The web is a world of massive user bases and ever-changing user needs, which requires web software to be robust, performant, and adaptable. Due to the scale of many web platforms, it’s feasible that a single line of code in a web ecosystem may execute more times in one day than its embedded counterpart will be executed over the entire lifetime of its hardware host.
In addition, this single line of code will need to evolve to meet the needs of its user base without incurring huge engineering costs behind the changes. Luckily, the ecosystem of web languages and technologies has evolved in order to meet the needs of the web world. This has yielded languages that are easy to write/refactor and frameworks that enforce best practices. Among these best practices are security-minded patterns, test-driven development, and continuous delivery.
Achieving IoT Agility With Elixir/Nerves
Elixir is a language designed for building distributed, fault-tolerant applications. Elixir is executed within the Erlang runtime system, which was designed for use in low-level hardware applications and is most notable for being:
- Distributed
- Fault-tolerant
- Soft real-time
- Highly available and non-stop
- Hot swappable
In recent years, the Phoenix framework has made it possible for Elixir to be successfully adopted by web developers looking to create web-based applications that leverage the core characteristics of the language. As a result, an ecosystem of Elixir tools that supports the web’s best practices has emerged.
Though Elixir has been adopted by the web community, its strengths for low-level hardware applications still remain. The Nerves project successfully leverages the ideologies of web development (frameworks, powerful tooling, etc.) and combines them with the strengths of embedded Elixir. This makes the Elixir/Nerves stack ideal for rapid, robust development of IoT devices, and as such, it is the IoT firmware stack that we deploy most often at Very.
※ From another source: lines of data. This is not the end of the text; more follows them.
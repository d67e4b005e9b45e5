use std::sync::Arc;

use async_trait::async_trait;
use criterion::{black_box, criterion_group, criterion_main, Criterion};
use swipedeck_core::{stack_geometry, CardStackEngine, ProfileFetcher, ProfileStore};
use swipedeck_domain::{FetchError, GestureConfig, Profile, Translation};

fn sample_profiles(count: i64) -> Vec<Profile> {
    (0..count)
        .map(|id| {
            Profile::new(id)
                .with_name(format!("user-{id}"))
                .with_email(format!("user{id}@mail.com"))
                .with_avatar(format!("https://i.imgur.com/{id}.jpeg"))
        })
        .collect()
}

struct StaticFetcher {
    profiles: Vec<Profile>,
}

#[async_trait]
impl ProfileFetcher for StaticFetcher {
    async fn fetch(&self) -> Result<Vec<Profile>, FetchError> {
        Ok(self.profiles.clone())
    }
}

fn card_stack_benchmark(c: &mut Criterion) {
    let profiles = sample_profiles(50);

    let mut group = c.benchmark_group("card_stack");
    group.sample_size(20).measurement_time(std::time::Duration::from_secs(10));

    group.bench_function("stack_geometry", |b| {
        b.iter(|| stack_geometry(black_box(&profiles)));
    });

    group.bench_function("drag_cycle", |b| {
        let mut engine = CardStackEngine::new(GestureConfig::default());
        let top = profiles.last().map(|p| p.id).expect("non-empty stack");

        b.iter(|| {
            engine.on_drag_start(&profiles, top);
            for step in 1..=20 {
                engine.on_drag_change(Translation::new(f64::from(step) * 5.0, 2.0));
                black_box(engine.render(&profiles));
            }
            engine.on_drag_end(&profiles)
        });
    });

    group.bench_function("load_and_drain", |b| {
        let runtime = tokio::runtime::Runtime::new().expect("runtime");
        let fetcher = Arc::new(StaticFetcher { profiles: profiles.clone() });

        b.iter(|| {
            let fetcher = Arc::clone(&fetcher);
            runtime.block_on(async move {
                let mut store = ProfileStore::new();
                store.load(fetcher.as_ref()).await;
                while let Some(id) = store.top().map(|p| p.id) {
                    store.remove(id);
                }
            });
        });
    });

    group.finish();
}

criterion_group!(core_benchmarks, card_stack_benchmark);
criterion_main!(core_benchmarks);
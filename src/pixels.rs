//! Page-aligned pixel buffers.

use std::alloc::{self,Layout};
use std::fmt;
use std::ptr;
use std::slice;
use simd_adler32::Adler32;

use ::{MvError,MvResult};
use ::mapping::page_size;

/// Pixel depth of an MVID file.
///
/// 16 bpp pixels are stored in 16-bit words.  24 and 32 bpp pixels
/// are both stored in 32-bit words; for 24 bpp the top byte is unused
/// but is preserved by the codec.
#[derive(Clone,Copy,Debug,Eq,PartialEq)]
pub enum Depth {
    Bpp16,
    Bpp24,
    Bpp32,
}

/// Raw decoded pixels for one frame.
///
/// The storage always starts on an OS page boundary, so it can be
/// handed to zero-copy display paths.  A new buffer is zero-filled.
pub struct PixelBuffer {
    w: usize,
    h: usize,
    depth: Depth,
    ptr: *mut u8,
    layout: Layout,
}

impl Depth {
    /// Depth for a bits-per-pixel value from a file header.
    pub fn from_bpp(bpp: u16) -> Option<Depth> {
        match bpp {
            16 => Some(Depth::Bpp16),
            24 => Some(Depth::Bpp24),
            32 => Some(Depth::Bpp32),
            _ => None,
        }
    }

    /// Bits per pixel, as recorded in the file header.
    pub fn bpp(self) -> u16 {
        match self {
            Depth::Bpp16 => 16,
            Depth::Bpp24 => 24,
            Depth::Bpp32 => 32,
        }
    }

    /// Bytes used to store one pixel in memory.
    pub fn bytes_per_pixel(self) -> usize {
        match self {
            Depth::Bpp16 => 2,
            Depth::Bpp24 | Depth::Bpp32 => 4,
        }
    }

    /// Size in bytes of a w x h frame, or None on overflow.
    pub fn frame_size(self, w: usize, h: usize) -> Option<usize> {
        w.checked_mul(h).and_then(|n| n.checked_mul(self.bytes_per_pixel()))
    }
}

impl PixelBuffer {
    /// Allocate a zero-filled, page-aligned buffer.
    ///
    /// # Examples
    ///
    /// ```
    /// use maxvid::{Depth,PixelBuffer};
    ///
    /// let buf = PixelBuffer::new(320, 200, Depth::Bpp16).unwrap();
    /// assert_eq!(buf.as_bytes().len(), 320 * 200 * 2);
    /// ```
    pub fn new(w: usize, h: usize, depth: Depth)
            -> MvResult<Self> {
        let size = match depth.frame_size(w, h) {
            Some(size) if size > 0 => size,
            _ => return Err(MvError::WrongResolution(w, h)),
        };

        let layout = match Layout::from_size_align(size, page_size()) {
            Ok(layout) => layout,
            Err(_) => return Err(MvError::WrongResolution(w, h)),
        };

        let ptr = unsafe{ alloc::alloc_zeroed(layout) };
        if ptr.is_null() {
            return Err(MvError::WrongResolution(w, h));
        }

        Ok(PixelBuffer {
            w: w,
            h: h,
            depth: depth,
            ptr: ptr,
            layout: layout,
        })
    }

    /// Allocate a 16 bpp buffer holding a copy of the given pixels.
    pub fn from_u16(w: usize, h: usize, pixels: &[u16])
            -> MvResult<Self> {
        let mut buf = PixelBuffer::new(w, h, Depth::Bpp16)?;
        if pixels.len() != w * h {
            return Err(MvError::WrongBufferSize);
        }
        buf.as_u16_mut().copy_from_slice(pixels);
        Ok(buf)
    }

    /// Allocate a 24 or 32 bpp buffer holding a copy of the given pixels.
    pub fn from_u32(w: usize, h: usize, depth: Depth, pixels: &[u32])
            -> MvResult<Self> {
        if depth == Depth::Bpp16 {
            return Err(MvError::BadDepth(depth.bpp()));
        }
        let mut buf = PixelBuffer::new(w, h, depth)?;
        if pixels.len() != w * h {
            return Err(MvError::WrongBufferSize);
        }
        buf.as_u32_mut().copy_from_slice(pixels);
        Ok(buf)
    }

    pub fn width(&self) -> usize {
        self.w
    }

    pub fn height(&self) -> usize {
        self.h
    }

    pub fn depth(&self) -> Depth {
        self.depth
    }

    /// Number of pixels, width x height.
    pub fn num_pixels(&self) -> usize {
        self.w * self.h
    }

    /// True if the other buffer has the same width, height and depth.
    pub fn same_geometry(&self, other: &PixelBuffer) -> bool {
        self.w == other.w && self.h == other.h && self.depth == other.depth
    }

    pub fn as_bytes(&self) -> &[u8] {
        unsafe{ slice::from_raw_parts(self.ptr, self.layout.size()) }
    }

    pub fn as_bytes_mut(&mut self) -> &mut [u8] {
        unsafe{ slice::from_raw_parts_mut(self.ptr, self.layout.size()) }
    }

    /// View as 16-bit pixels.  Panics unless the depth is 16 bpp.
    pub fn as_u16(&self) -> &[u16] {
        assert_eq!(self.depth, Depth::Bpp16);
        // Page alignment satisfies u16 alignment.
        unsafe{ slice::from_raw_parts(self.ptr as *const u16, self.num_pixels()) }
    }

    /// Mutable view as 16-bit pixels.  Panics unless the depth is 16 bpp.
    pub fn as_u16_mut(&mut self) -> &mut [u16] {
        assert_eq!(self.depth, Depth::Bpp16);
        unsafe{ slice::from_raw_parts_mut(self.ptr as *mut u16, self.num_pixels()) }
    }

    /// View as 32-bit pixels.  Panics if the depth is 16 bpp.
    pub fn as_u32(&self) -> &[u32] {
        assert!(self.depth != Depth::Bpp16);
        unsafe{ slice::from_raw_parts(self.ptr as *const u32, self.num_pixels()) }
    }

    /// Mutable view as 32-bit pixels.  Panics if the depth is 16 bpp.
    pub fn as_u32_mut(&mut self) -> &mut [u32] {
        assert!(self.depth != Depth::Bpp16);
        unsafe{ slice::from_raw_parts_mut(self.ptr as *mut u32, self.num_pixels()) }
    }

    /// Overwrite this buffer with the contents of another of the same
    /// geometry.
    pub fn copy_from(&mut self, other: &PixelBuffer)
            -> MvResult<()> {
        if !self.same_geometry(other) {
            return Err(MvError::WrongBufferSize);
        }
        self.as_bytes_mut().copy_from_slice(other.as_bytes());
        Ok(())
    }

    /// Adler-32 of the raw pixel bytes.
    pub fn adler32(&self) -> u32 {
        adler32(self.as_bytes())
    }
}

// The buffer uniquely owns its allocation, like a Vec<u8>.
unsafe impl Send for PixelBuffer {}
unsafe impl Sync for PixelBuffer {}

impl Clone for PixelBuffer {
    fn clone(&self) -> Self {
        let ptr = unsafe{ alloc::alloc(self.layout) };
        if ptr.is_null() {
            alloc::handle_alloc_error(self.layout);
        }
        unsafe{ ptr::copy_nonoverlapping(self.ptr, ptr, self.layout.size()) };

        PixelBuffer {
            w: self.w,
            h: self.h,
            depth: self.depth,
            ptr: ptr,
            layout: self.layout,
        }
    }
}

impl PartialEq for PixelBuffer {
    fn eq(&self, other: &PixelBuffer) -> bool {
        self.same_geometry(other) && self.as_bytes() == other.as_bytes()
    }
}

impl Eq for PixelBuffer {}

impl fmt::Debug for PixelBuffer {
    fn fmt(&self, f: &mut fmt::Formatter) -> fmt::Result {
        write!(f, "PixelBuffer({}x{}, {} bpp)", self.w, self.h, self.depth.bpp())
    }
}

impl Drop for PixelBuffer {
    fn drop(&mut self) {
        unsafe{ alloc::dealloc(self.ptr, self.layout) };
    }
}

/// Adler-32 checksum, as recorded in the frame table.
pub fn adler32(buf: &[u8]) -> u32 {
    let mut hasher = Adler32::new();
    hasher.write(buf);
    hasher.finish()
}

#[cfg(test)]
mod tests {
    use ::mapping::page_size;
    use super::*;

    #[test]
    fn test_page_aligned() {
        let buf = PixelBuffer::new(3, 3, Depth::Bpp24).expect("buf");
        assert_eq!(buf.as_bytes().as_ptr() as usize % page_size(), 0);
        assert_eq!(buf.as_bytes().len(), 36);
        assert!(buf.as_bytes().iter().all(|&b| b == 0));
    }

    #[test]
    fn test_zero_size() {
        assert!(PixelBuffer::new(0, 10, Depth::Bpp16).is_err());
    }

    #[test]
    fn test_allocation_failure() {
        // 2^50 bytes: larger than any user address space.
        match PixelBuffer::new(1 << 24, 1 << 24, Depth::Bpp32) {
            Err(MvError::WrongResolution(w, h)) => assert_eq!((w, h), (1 << 24, 1 << 24)),
            r => panic!("expected WrongResolution, got {:?}", r),
        }
    }

    #[test]
    fn test_clone_eq() {
        let a = PixelBuffer::from_u16(2, 1, &[0x1234, 0x5678]).expect("buf");
        let mut b = a.clone();
        assert_eq!(a, b);
        b.as_u16_mut()[1] = 0;
        assert!(a != b);
    }

    #[test]
    fn test_adler32() {
        // Known value for "Wikipedia".
        assert_eq!(adler32(b"Wikipedia"), 0x11E60398);
        assert_eq!(adler32(&[]), 1);
    }
}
Very utilizes both Agile and Lean development concepts for IoT devices. Particular capabilities of the Elixir/Nerves stack which support this approach include:
- Seamless test-driven development including hardware emulation. This eliminates slow hardware-in-the-loop testing on every iteration and often yields software that works the first time it touches the embedded target.
- Continuous delivery of tested firmware builds via common continuous delivery tools designed for the web.
- Many compatible open source tools for secure communication with web servers via HTTP and websockets.
- Fault-tolerant and automated OTA firmware updates.
- Applications that are tolerant to hardware failures/abnormalities like accidental shorts, etc.
These capabilities are critical when it comes to delivering reliable software quickly, (as is the custom among strong web development teams), but they are exceedingly difficult or impossible to achieve with embedded C.
What This Means for Your Hardware
Nerves is an established project, and the list of possible embedded targets is growing. If you are interested in working with us to develop the firmware for your IoT device, point your hardware engineers toward these platforms. If you are not able to build hardware that is supported by Nerves, we will be glad to help with the mobile or web server components of your IoT project.
Embedded C Isn’t All Bad
Embedded C definitely has its place in IoT technology, but we believe it should be clearly separated from the web and heavy business logic portions of your device firmware.
If, for example, your device has hard real-time requirements, Nerves alone will not handle those. However, Nerves can be designed in a manner that easily integrates with existing hardware that requires embedded C. This approach empowers your hardware team to maximize its development strengths while the Very team leverages ours.